Agile Development and Testing in Python

Grig Gheorghiu and Titus Brown

Tutorial given at PyCon 2006, Feb. 23, Dallas

"We must be steady enough in ourselves, to be open and to let the winds of life blow through us, to be our breath, our inspiration; to breathe with them, mobile and soft in the limberness of our bodies, in our agility, our ability, as it were, to dance, and yet to stand upright." -- T.S. Eliot


  • "agile" means primarily rapid feedback, small frequent iterations, continuous integration, automated testing
  • testing pyramid with the various types of testing: unit tests, functional/acceptance tests, UI tests

  • functionality implemented as stories; a story is not done unless it is unit-tested and acceptance-tested
  • automated tests
    • safety net that enables merciless refactoring
    • unit tests ("code-facing tests") should run fast
    • acceptance/functional tests ("customer tests", "business-facing tests") should run via continuous integration (smoke test)
    • "holistic" testing: test the same story at all layers: unit, business logic and UI
  • "tracer bullet" development technique: like candle-making (dip wick in wax, you get a thin but functional candle; keep dipping until you get a fully formed one)
  • remote pair programming works really well: each of the two is accountable to the other
  • writing unit tests for code you did not write: great way to learn/understand code you didn't write, or 3rd party library


Setting up your project


  • Trac is a combined system for managing tasks, tracking bugs, collaborating on docs and specs via a wiki, and browsing source code.
  • Trac is easy to set up, easy to use, attractive, and the interface should scale to projects with 10 or more developers.
  • One extremely useful thing about Trac is the ability to link between bug/task tickets, changesets, source, and wiki pages: everything is treated as wiki text.
  • Also, "recent changes" and "roadmap" pages are very useful.
  • Ease of wiki editing makes it a good way to jot down idle thoughts; same with ticketing system.

Lesson learned: Trac is a fantastic collaborative tool for doing 'test-enhanced' development.



  • subversion is a centralized source-code management system like CVS, but better in a number of ways.
  • integrates with Trac.
  • talk about layout... what else? -> maybe trunk/branches/tags?

packaging with


Continuous integration with buildbot

  • continuous integration is important for the immediate feedback it gives you about changes you made; the more often you build and test your software, the quicker you will discover and fix bugs
  • buildbot is based on Twisted; pretty hard to configure, but works really well once you have it up and running; can be deployed behind Apache for access control purposes
  • master process kicks off build-and-test process on configured slaves (via scheduler or email notifications)
  • easy to extend master.cfg module with extensions for running various types of commands and tests
  • you get the most value out of the process if you have slaves running on as many of the OSes/Python versions/etc. you plan to support
  • run as many types of testing as possible via buildbot: unit, acceptance w. fitnesse & texttest, unit/functional with twill, UI with selenium, coverage and profiling, egg creation and installation (this exercises!); the more aspects of the app you cover, the better protected you are against breakages

Lesson learned: running unit/acceptance tests as 'buildbot' user will uncover all kinds of environment-specific issues (OS version, Python version, paths, required package version)


Code coverage analysis

  • is a tool for analyzing exactly which lines of code are touched in a Python session.
  • uses settrace, and hence works with multiple threads in a single process.
  • won't work with multiple processes without some tweaking, because of the way it saves results.
  • can measure coverage from the command line, or build it into your tests; nose has built-in support.
  • aim for 90-95% coverage on basic automated unit tests.

Lesson learned: code coverage analysis is an excellent way to figure out which portions of your code are being missed by your various tests.

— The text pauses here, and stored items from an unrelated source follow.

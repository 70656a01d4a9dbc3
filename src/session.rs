use std::rc::Rc;

use crate::interpreter::Interpreter;
use crate::kernel::errors::{Error, Result};
use crate::kernel::info::{InfoRef, InfoTable};
use crate::kernel::scope::{self, Scope, ScopeRef};
use crate::kernel::tree::{Primitives, TreeRef};
use crate::syntax::parser::{Parser, ParserOptions};
use crate::syntax::printer::Renderer;
use crate::syntax::source::SourceMap;
use crate::syntax::table::{NoResolver, SyntaxRef, SyntaxResolver, SyntaxTable};

/// Wires the pieces together: sources, syntax table, info side-tables, the
/// root scope populated from the bootstrap library, and the interpreter.
/// The CLI and the tests both drive everything through here.
pub struct Session {
    pub sources: SourceMap,
    pub syntax: SyntaxRef,
    pub info: InfoRef,
    pub prims: Rc<Primitives>,
    /// Holds the bootstrap library; never mutated afterwards.
    pub root: ScopeRef,
    /// The scope user declarations land in.
    pub globals: ScopeRef,
    pub interpreter: Interpreter,
    pub options: ParserOptions,
    resolver: Rc<dyn SyntaxResolver>,
}

impl Session {
    pub fn new() -> Result<Session> {
        Session::with_options(ParserOptions::default())
    }

    pub fn with_options(options: ParserOptions) -> Result<Session> {
        let syntax = SyntaxTable::arbor()?;
        let info = InfoTable::new();
        let prims = Primitives::new();
        let root = Scope::root();
        let interpreter = Interpreter::new(info.clone(), prims.clone());
        let globals = Scope::child(&root);
        let mut session = Session {
            sources: SourceMap::new(),
            syntax,
            info,
            prims,
            root,
            globals,
            interpreter,
            options,
            resolver: Rc::new(NoResolver),
        };
        session.load_bootstrap()?;
        Ok(session)
    }

    /// A session for tests: bootstrapped, with bounded evaluation so that a
    /// runaway rewrite loop fails instead of hanging.
    pub fn test() -> Session {
        let session = Session::new().expect("bootstrap must load");
        session.interpreter.set_fuel(Some(1_000_000));
        session
    }

    pub fn set_resolver(&mut self, resolver: Rc<dyn SyntaxResolver>) {
        self.resolver = resolver;
    }

    fn load_bootstrap(&mut self) -> Result<()> {
        let tree = self
            .parse_source("bootstrap.ab", include_str!("bootstrap.ab"))?
            .ok_or_else(|| {
                Error::internal("bootstrap library is empty", crate::kernel::tree::NOWHERE)
            })?;
        scope::process_declarations(&self.root, &tree, &self.prims.self_name)?;
        Ok(())
    }

    /// Parse one source text into a tree, registering it with the source
    /// map so error positions resolve.
    pub fn parse_source(&mut self, name: &str, text: &str) -> Result<Option<TreeRef>> {
        let base = self.sources.open(name, text);
        let resolver = self.resolver.clone();
        let mut parser = Parser::new(
            text,
            base,
            self.syntax.clone(),
            self.info.clone(),
            &*resolver,
            self.options,
        );
        let tree = parser.parse();
        let mut errors = parser.take_errors();
        if let Some(error) = errors.drain(..).next() {
            return Err(error);
        }
        Ok(tree)
    }

    /// Parse, install declarations into the globals, and evaluate whatever
    /// instructions remain. Declaration-only input yields `None`.
    pub fn eval_source(&mut self, name: &str, text: &str) -> Result<Option<TreeRef>> {
        let tree = match self.parse_source(name, text)? {
            Some(tree) => tree,
            None => return Ok(None),
        };
        let has_instructions =
            scope::process_declarations(&self.globals, &tree, &self.prims.self_name)?;
        if !has_instructions {
            return Ok(None);
        }
        let result = self.interpreter.run_sequence(&self.globals, &tree)?;
        Ok(Some(result))
    }

    pub fn eval(&mut self, text: &str) -> Result<Option<TreeRef>> {
        self.eval_source("<input>", text)
    }

    /// Print a tree the way the parser would re-read it.
    pub fn render(&self, tree: &TreeRef) -> String {
        Renderer::new(self.syntax.clone(), self.info.clone()).render(tree)
    }

    /// Describe an error with its resolved source position.
    pub fn explain(&self, error: &Error) -> String {
        match self.sources.resolve(error.position()) {
            Some(resolved) => format!(
                "{}:{}:{}: {}",
                resolved.file, resolved.line, resolved.column, error
            ),
            None => error.to_string(),
        }
    }
}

Code coverage analysis by itself isn't incredibly useful; instead, use it to figure out which tests to add or modify.


Acceptance/regression testing with texttest

  • texttest is a tool for "behavior-based" acceptance testing, i.e. it looks at the overall behavior of the AUT as expressed by log files, stdout and stderr
  • golden images of logs, stdout/err are compared with what is obtained at run time
  • documentation on project's home page is plentiful, but lacks howtos
  • to get the best mileage out of it if, plan your logging carefully, with different severity levels, and have different log files for different functionality areas of the app (a single log file tends to change too much and too rapidly)

Lesson learned: as a developer you need to be disciplined about how you add new logging to your app: add new code with no new logging, then run texttest and make sure nothing broke, then add new logging and regenerate golden images (alternatively, you can tweak log severity levels)

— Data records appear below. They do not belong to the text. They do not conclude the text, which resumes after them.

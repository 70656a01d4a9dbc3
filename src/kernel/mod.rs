pub mod bind;
pub mod dispatch;
pub mod errors;
pub mod info;
pub mod scope;
pub mod tree;
pub mod types;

Acceptance/functional testing with FitNesse

  • FitNesse is a more user-friendly variant of Ward Cunningham's FIT framework
  • "business-facing" tests, as opposed to "code-facing" tests (i.e. unit tests)
  • tests are expressed as stories ("storytests") in business domain specific language, at a higher level compared to unit tests
  • FitNesse tests make sure you "write the right code", while unit tests make sure you "write the code right"
  • tests are written in tabular format, with inputs and expected outputs
  • wiki format encourages collaboration
  • one of the main advantages of using Fit/FitNesse is that it brings together business customers, developers and testers, and it forces them to focus on the core business rules of the application
  • James Shore: Done right, FIT fades into the background
  • PyFIT is Python port of FIT; also supports FitNesse
  • fixtures are a thin layer of glue code that tie the test tables to the application
  • the main types of fixtures are ColumnFixture (similar to SQL select/insert row from/into table) and RowFixture (similar to SQL select from table); together they cover the vast majority of testing needs
  • declarative style (ColumnFixture) vs. procedural style (ActionFixture)
  • FitNesse tests can also be executed from the command line, so they can be included in a smoke test run via a continuous integration tool such as buildbot

Lesson learned: acceptance tests written with FitNesse prove to be very resilient in the presence of code changes, as opposed to GUI tests, which are fragile and need frequent changes to keep up with changes in the UI.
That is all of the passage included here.